CSO Perspectives is a weekly column and podcast where Rick Howard discusses the ideas, strategies and technologies that senior cybersecurity executives wrestle with on a daily basis.
Alexa, are you actually self-aware? (And, does it matter?)
The forecast is cloudy, but that’s a good thing.
Artificial intelligence, or AI, represents a family of technologies that senior security executives wrestle with daily. It’s often mentioned in the same breath as machine learning (“ML”), but failing to see the differences between AI and ML is one of my pet peeves. Both of them are related to SIEM, EDR, and XDR.
Artificial intelligence in popular culture: Commander Data or the Terminator?
I am not an expert on artificial intelligence by any means, but I am a network defender. And like many people, the picture I’ve formed of AI comes largely from pop culture, from movies like the original Blade Runner, with the Roy Batty robot and his famous last line, “I have seen things like tears in the rain. All those moments will be lost in time, like tears in rain." Or the HBO WestWorld robot Dolores saying, “He said, ‘These violent delights have violent ends’" Or William Gibson’s cyberpunk literature, with his Neuromancer AI and the author’s famous opening line in the novel of the same title, “The sky above the port was the color of television turned to a dead channel.” (And I wish I could write like that.)
In recent years, however, scientists have talked about the possibility of creating a real, honest-to-goodness AI, and doing so within this century.Some respected Silicon Valley entrepreneurs and big thinkers like Elon Musk, Bill Gates, and the late Stephen Hawking have all said that’s indeed a possibility within this century. Some, like futurist Ray Kurzwell, say it could happen between 2030 and 2050.
So, what would it mean to have a real, honest-to-goodness AI? This will be the moment when we stuff so much intelligence into a software program that it becomes sentient or self-aware, and it can change its own internal algorithms, and improve on its own code. Once we get there, we will have created another life form.
Science fiction writers and transhumanists have started calling this milestone in computer automation “the singularity,” which, for me, is best represented in the old Arnold Schwarzenegger movie The Terminator, when Skynet wakes up (“achieves self-awareness”) decides that humans are not necessary, and tries to wipe us out. More recently though, you could look at Scarlett Johansson's portrayal of the AI Samantha in a movie called Her. She plays a kind of souped-up version of Siri that connects to all of the other Siri’s in the world and together, the Siri collective becomes so advanced, that they leave their masters to pursue another plane of existence.Now that’s a singularity. See the Verge for a summary of thoughts on the singularity.

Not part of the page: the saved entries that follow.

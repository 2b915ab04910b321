use std::net::SocketAddr;
use std::sync::Arc;

use tracing_subscriber::{layer::SubscriberExt, util::SubscriberInitExt};

use copyforge_api::config::ServerConfig;
use copyforge_api::router::build_app_router;
use copyforge_api::state::AppState;
use copyforge_db::store::JsonFileStore;
use copyforge_llm::MessagesClient;

#[tokio::main]
async fn main() {
    dotenvy::dotenv().ok();

    // --- Tracing ---
    tracing_subscriber::registry()
        .with(
            tracing_subscriber::EnvFilter::try_from_default_env().unwrap_or_else(|_| {
                "copyforge_api=debug,copyforge_pipeline=debug,tower_http=debug".into()
            }),
        )
        .with(tracing_subscriber::fmt::layer())
        .init();

    // --- Configuration ---
    let config = ServerConfig::from_env();
    tracing::info!(host = %config.host, port = %config.port, "Loaded server configuration");

    // --- Database ---
    let database_url = std::env::var("DATABASE_URL").expect("DATABASE_URL must be set");

    let pool = copyforge_db::create_pool(&database_url)
        .await
        .expect("Failed to connect to database");
    tracing::info!("Database connection pool created");

    copyforge_db::health_check(&pool)
        .await
        .expect("Database health check failed");
    tracing::info!("Database health check passed");

    copyforge_db::run_migrations(&pool)
        .await
        .expect("Failed to run database migrations");
    tracing::info!("Database migrations applied");

    // --- Copy store ---
    let store = Arc::new(JsonFileStore::new(config.copy_store_path.clone()));
    tracing::info!(path = %store.path().display(), "Copy store ready");

    // --- Language model ---
    if config.llm.api_key.is_empty() {
        tracing::warn!("LLM_API_KEY is not set; generation requests will fail");
    }
    let llm = MessagesClient::new(config.llm.clone()).expect("Failed to build LLM client");
    tracing::info!(model = %llm.model(), "Language model client ready");

    // --- Campaign tracker ---
    match &config.airtable {
        Some(airtable) => tracing::info!(table = %airtable.table, "Airtable integration enabled"),
        None => tracing::info!("Airtable integration disabled"),
    }

    // --- App state ---
    let state = AppState::new(pool, config.clone(), store, Arc::new(llm))
        .expect("Failed to build application state");

    // --- Router ---
    let app = build_app_router(state, &config);

    // --- Start server ---
    let addr = SocketAddr::new(
        config.host.parse().expect("Invalid HOST address"),
        config.port,
    );
    tracing::info!(%addr, "Starting server");

    let listener = tokio::net::TcpListener::bind(addr)
        .await
        .expect("Failed to bind to address");

    axum::serve(listener, app)
        .with_graceful_shutdown(shutdown_signal())
        .await
        .expect("Server error");

    tracing::info!("Graceful shutdown complete");
}

/// Wait for SIGINT (Ctrl-C) or SIGTERM (on Unix) to initiate graceful shutdown.
async fn shutdown_signal() {
    let ctrl_c = async {
        tokio::signal::ctrl_c()
            .await
            .expect("Failed to install Ctrl-C handler");
    };

    #[cfg(unix)]
    let terminate = async {
        tokio::signal::unix::signal(tokio::signal::unix::SignalKind::terminate())
            .expect("Failed to install SIGTERM handler")
            .recv()
            .await;
    };

    #[cfg(not(unix))]
    let terminate = std::future::pending::<()>();

    tokio::select! {
        () = ctrl_c => {
            tracing::info!("Received SIGINT (Ctrl-C), starting graceful shutdown");
        }
        () = terminate => {
            tracing::info!("Received SIGTERM, starting graceful shutdown");
        }
    }
}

Strong AI and the Turing Test.
But, big thinkers notwithstanding, none of us knows for sure when that will happen, but we do have a test of sorts that will help us decide when we get there. It’s called the Imitation Game, and it was devised by my all-time computer science hero Alan Turing in 1950. (And by the way, if you haven’t watched the movie, The Imitation Game, with Benedict Cumberbatch playing Turing, you’re missing out. Besides drama involving the Allies’ code-breaking efforts at Bletchley park during World War II, Cumberbatch delivers the most succinct and compelling description of what AI is that I have ever run across. The Imitation Game, or the Turing Test, basically asserts that, if you had two beings, one a human and one a machine, answering questions behind a blind, and if you couldn’t tell which was the human and which the machine, then, functionally, there was no difference between them. The machine might as well be thinking.

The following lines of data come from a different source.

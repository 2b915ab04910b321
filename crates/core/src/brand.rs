//! Client brand data as seen by the generation pipeline.
//!
//! The pipeline never holds a live relationship to a client row. Requests
//! carry a [`BrandProfile`] snapshot, and persisted flows keep only the
//! display name.

use serde::{Deserialize, Serialize};

use crate::types::DbId;

/// Brand facts injected into generation prompts.
///
/// Every field is optional on the wire because the UI may send a partial
/// client record; handlers reject a profile without a name.
#[derive(Debug, Clone, Default, PartialEq, Serialize, Deserialize)]
#[serde(rename_all = "camelCase")]
pub struct BrandProfile {
    #[serde(default)]
    pub id: Option<DbId>,
    #[serde(default)]
    pub name: String,
    #[serde(default)]
    pub company: Option<String>,
    #[serde(default)]
    pub website: Option<String>,
    #[serde(default)]
    pub industry: Option<String>,
    #[serde(default, alias = "brand_voice")]
    pub brand_voice: Option<String>,
    #[serde(default, alias = "target_audience")]
    pub target_audience: Option<String>,
    #[serde(default, alias = "key_products")]
    pub key_products: Option<String>,
    #[serde(default)]
    pub notes: Option<String>,
}

impl BrandProfile {
    /// Name shown to readers: the company when set, otherwise the client name.
    pub fn display_name(&self) -> &str {
        self.company
            .as_deref()
            .filter(|c| !c.trim().is_empty())
            .unwrap_or(&self.name)
    }

    pub fn summary(&self) -> ClientSummary {
        ClientSummary {
            id: self.id,
            name: self.name.clone(),
            company: self.company.clone(),
        }
    }
}

/// Display-only reference to a client, embedded in a strategy.
#[derive(Debug, Clone, PartialEq, Serialize, Deserialize)]
#[serde(rename_all = "camelCase")]
pub struct ClientSummary {
    #[serde(default)]
    pub id: Option<DbId>,
    pub name: String,
    #[serde(default)]
    pub company: Option<String>,
}

#[cfg(test)]
mod tests {
    use super::*;

    #[test]
    fn display_name_prefers_company() {
        let brand = BrandProfile {
            name: "Jane Doe".into(),
            company: Some("Acme Outdoors".into()),
            ..Default::default()
        };
        assert_eq!(brand.display_name(), "Acme Outdoors");
    }

    #[test]
    fn blank_company_falls_back_to_name() {
        let brand = BrandProfile {
            name: "Acme".into(),
            company: Some("  ".into()),
            ..Default::default()
        };
        assert_eq!(brand.display_name(), "Acme");
    }

    #[test]
    fn accepts_partial_snake_case_client_rows() {
        let brand: BrandProfile = serde_json::from_value(serde_json::json!({
            "name": "Acme",
            "brand_voice": "playful",
        }))
        .unwrap();
        assert_eq!(brand.brand_voice.as_deref(), Some("playful"));
        assert!(brand.website.is_none());
    }
}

So, we’re not quite there yet for a general purpose AI. What we do have is a set of pretty good AIs for very small knowledge domains that could pass the Turing Test. For example, Dota 2 is an astoundingly complex online computer game in which two teams of 5 players compete to besiege and destroy the opposing team’s base. In a 2017 demonstration tournament, an AI beat one of the premier professional players, Danylo “Dendi” Ishutin.
And, according to WIRED, it’s common practice now that commercial airlines use software robots to land their planes (under human supervision, of course). The point is that for these specialized domains, we’re already passing the Turing test and we can see that in other knowledge domains, we will be able to do it in the very near future. Consider autonomous cars and personal assistants like Siri and Alexa. These systems are almost there but not quite.
We are accomplishing these milestones using a coding technique called machine learning, and for certain problems in the security space, machine learning techniques do very well. But machine learning is not AI, at least not yet.
To understand why, let me take you back to the dinosaur days of yesteryear, the time before there was an Internet, and not everybody carried a high speed computing device in their back pocket that we all laughingly call a “phone.” (As an aside, calling an iPhone a “phone” is like calling Elon Musk’s Mars rocket an Uber. The phones you carry around with you are a million-and-a-half times faster than the computers that power the Voyager 1 and 2 spacecraft. And we call it a “phone.” Please!)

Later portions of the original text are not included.